How does Kick Cashback handle GST on payouts?
Category: Payments & Claims
This page is general information for Australian shoppers and is not tax, legal or financial advice. GST treatment depends on your individual circumstances and how you're using the underlying purchase — please speak to a registered tax agent about how the rules apply to you.
The general position for personal shoppers
For shoppers using Kick Cashback for everyday personal purchases (groceries, clothing, electronics, travel for personal use), no GST applies to the cashback you receive. Cashback is generally treated as a partial rebate on a purchase you've already paid GST on at the retailer's checkout — not as a new taxable supply by Kick to you.

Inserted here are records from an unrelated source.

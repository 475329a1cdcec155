use eyre::Result;
use magicbuf::RingBuffer;
use rstest::*;

fn page_size() -> usize {
    unsafe { libc::sysconf(libc::_SC_PAGESIZE) as usize }
}

/// Byte at position `i` of the reference stream.
fn stream_byte(i: usize) -> u8 {
    (i.wrapping_mul(31) ^ (i >> 8)) as u8
}

#[rstest]
#[case::single_page(1, 61, 127)]
#[case::uneven_chunks(1, 509, 333)]
#[case::multi_page(4, 4093, 2048)]
fn stream_survives_many_wraparounds(
    #[case] pages: usize,
    #[case] put_chunk: usize,
    #[case] get_chunk: usize,
) -> Result<()> {
    let capacity = page_size() * pages;
    let mut buffer = RingBuffer::new(capacity)?;

    // Push ~20 buffer-fulls through so every offset serves as the seam
    // at least once.
    let total = capacity * 20;
    let mut produced = 0;
    let mut consumed = 0;
    let mut out = vec![0u8; get_chunk];

    while consumed < total {
        if produced < total {
            let want = put_chunk.min(total - produced);
            let chunk: Vec<u8> = (produced..produced + want).map(stream_byte).collect();
            produced += buffer.put(&chunk);
        }

        let got = buffer.get(&mut out);
        for (offset, &byte) in out[..got].iter().enumerate() {
            assert_eq!(
                byte,
                stream_byte(consumed + offset),
                "stream corrupted at byte {}",
                consumed + offset
            );
        }
        consumed += got;

        assert_eq!(buffer.used() + buffer.available(), capacity - 1);
        assert_eq!(buffer.used(), produced - consumed);
    }

    assert!(buffer.is_empty());
    buffer.destroy()?;
    Ok(())
}

#[rstest]
fn parse_frames_across_the_seam() -> Result<()> {
    let capacity = page_size();
    let mut buffer = RingBuffer::new(capacity)?;

    // Framed messages, each terminated by "\r\n", fed through a buffer
    // far smaller than the whole stream.
    let mut expected = Vec::new();
    for i in 0..1000 {
        expected.push(format!("frame number {i} with some padding"));
    }

    let mut pending = expected.iter().peekable();
    let mut in_flight = 0usize;
    let mut decoded = Vec::new();

    loop {
        while let Some(frame) = pending.peek() {
            let wire = format!("{frame}\r\n");
            if buffer.put_all(wire.as_bytes()).is_err() {
                break;
            }
            in_flight += 1;
            pending.next();
        }

        match buffer.search(b"\r\n", 0, 0) {
            Ok(Some(end)) => {
                let mut frame = vec![0u8; end];
                let copied = buffer.get_min(&mut frame, end)?;
                assert_eq!(copied, end);
                buffer.skip(2)?;
                decoded.push(String::from_utf8(frame)?);
                in_flight -= 1;
            }
            Ok(None) | Err(_) => {
                if in_flight == 0 && pending.peek().is_none() {
                    break;
                }
            }
        }
    }

    assert_eq!(decoded, expected);
    Ok(())
}

#[rstest]
fn peek_rollback_reread_consistency() -> Result<()> {
    let capacity = page_size();
    let mut buffer = RingBuffer::new(capacity)?;

    // Drive the cursors around the ring and verify at every position
    // that rollback after get re-yields identical bytes.
    let payload: Vec<u8> = (0..251).map(|i| i as u8).collect();
    for _ in 0..100 {
        buffer.put_all(&payload)?;

        let mut peeked = vec![0u8; payload.len()];
        assert_eq!(buffer.peek(0, &mut peeked), payload.len());

        let mut first = vec![0u8; payload.len()];
        buffer.get(&mut first);
        buffer.rollback(payload.len())?;
        let mut second = vec![0u8; payload.len()];
        buffer.get(&mut second);

        assert_eq!(first, second);
        assert_eq!(first, peeked);
        assert_eq!(first, payload);
    }

    Ok(())
}
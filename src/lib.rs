//! # magicbuf - Magic Ring Buffer
//!
//! Circular byte buffer backed by one physical memory region mapped
//! twice, contiguously, into virtual address space. The second mapping
//! mirrors the first, so a read or write that logically wraps past the
//! end of the buffer is still a single contiguous memory operation;
//! none of the data paths ever split a transfer in two.
//!
//! Uses `memfd` for the backing pages and `mmap` with fixed addresses
//! for the two views. Capacity must be a positive multiple of the page
//! size (typically 4096 bytes), and the buffer holds at most
//! `capacity - 1` bytes, one slot being reserved to distinguish a full
//! buffer from an empty one.
//!
//! ## Creating a Buffer
//!
//! ```rust
//! use magicbuf::RingBuffer;
//!
//! let buffer = RingBuffer::new(64 * 1024)?; // 64KB, page-aligned
//! assert!(buffer.is_empty());
//! assert_eq!(buffer.available(), 64 * 1024 - 1);
//! # Ok::<(), magicbuf::Error>(())
//! ```
//!
//! ## Moving Bytes
//!
//! [`RingBuffer::put`] and [`RingBuffer::get`] truncate to whatever
//! fits and report the amount moved; [`RingBuffer::put_all`] and
//! [`RingBuffer::get_min`] are the all-or-nothing variants:
//!
//! ```rust
//! use magicbuf::RingBuffer;
//!
//! let mut buffer = RingBuffer::new(64 * 1024)?;
//!
//! assert_eq!(buffer.put(b"hello world"), 11);
//!
//! let mut frame = [0u8; 5];
//! assert_eq!(buffer.get(&mut frame), 5);
//! assert_eq!(&frame, b"hello");
//! # Ok::<(), magicbuf::Error>(())
//! ```
//!
//! ## Parsing Without Consuming
//!
//! [`RingBuffer::peek`] reads ahead without moving the reader,
//! [`RingBuffer::search`] locates a delimiter, [`RingBuffer::skip`]
//! discards, and [`RingBuffer::rollback`] un-consumes:
//!
//! ```rust
//! use magicbuf::RingBuffer;
//!
//! let mut buffer = RingBuffer::new(64 * 1024)?;
//! buffer.put(b"HEADER\r\nbody");
//!
//! let end = buffer.search(b"\r\n", 0, 0)?.expect("delimiter buffered");
//! assert_eq!(end, 6);
//!
//! let mut header = vec![0u8; end];
//! buffer.peek(0, &mut header);
//! assert_eq!(header, b"HEADER");
//!
//! buffer.skip(end + 2)?; // header and delimiter
//! assert_eq!(buffer.used(), 4);
//! # Ok::<(), magicbuf::Error>(())
//! ```
//!
//! ## Descriptor Fill and Drain
//!
//! [`RingBuffer::read_from`] and [`RingBuffer::write_to`] issue exactly
//! one transfer on a caller-supplied descriptor and return the raw
//! outcome; `Ok(0)` from a read is end-of-input, and a would-block
//! outcome is distinguishable via [`Error::is_would_block`]:
//!
//! ```rust
//! use magicbuf::RingBuffer;
//!
//! let mut buffer = RingBuffer::new(64 * 1024)?;
//! let (rx, tx) = nix::unistd::pipe()?;
//!
//! nix::unistd::write(&tx, b"from the pipe")?;
//! let filled = buffer.read_from(&rx, 4096)?;
//! assert_eq!(filled, 13);
//! # Ok::<(), eyre::Report>(())
//! ```
//!
//! ## What This Buffer Is Not
//!
//! There is no internal synchronization: a `RingBuffer` is `Send` but
//! not `Sync`, and one producer plus one consumer sharing it across
//! threads need external coordination. Nothing blocks, nothing retries,
//! and the backing pages live exactly as long as the buffer does.

pub use error::Error;
pub use ringbuf::RingBuffer;

pub mod error;
pub(crate) mod memory;
pub(crate) mod ringbuf;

The retailer collected the full GST on the original sale, the ATO has its share, and the small share of the affiliate commission Kick passes back to you doesn't generate a separate GST liability.
The amount that lands in your bank when you request a payout is the same amount shown as Available to claim in your dashboard at kickpay.co. There's no GST line item, no extra deduction and no tax invoice to keep — because no GST is being charged on the cashback itself.
Where it gets more complex
- GST-registered business, creditable acquisition. If you've claimed an input tax credit on the original purchase, the cashback may need to be treated as a partial recovery of the cost, which can require an adjustment to the input tax credit you previously claimed.
- Cashback as part of a revenue-generating activity. Where cashback forms part of a profit-making scheme rather than personal shopping, GST treatment can shift.
- Underlying purchase was input-taxed or GST-free. Where the original supply wasn't subject to GST (financial services, residential rent, certain food items), the cashback inherits a different treatment.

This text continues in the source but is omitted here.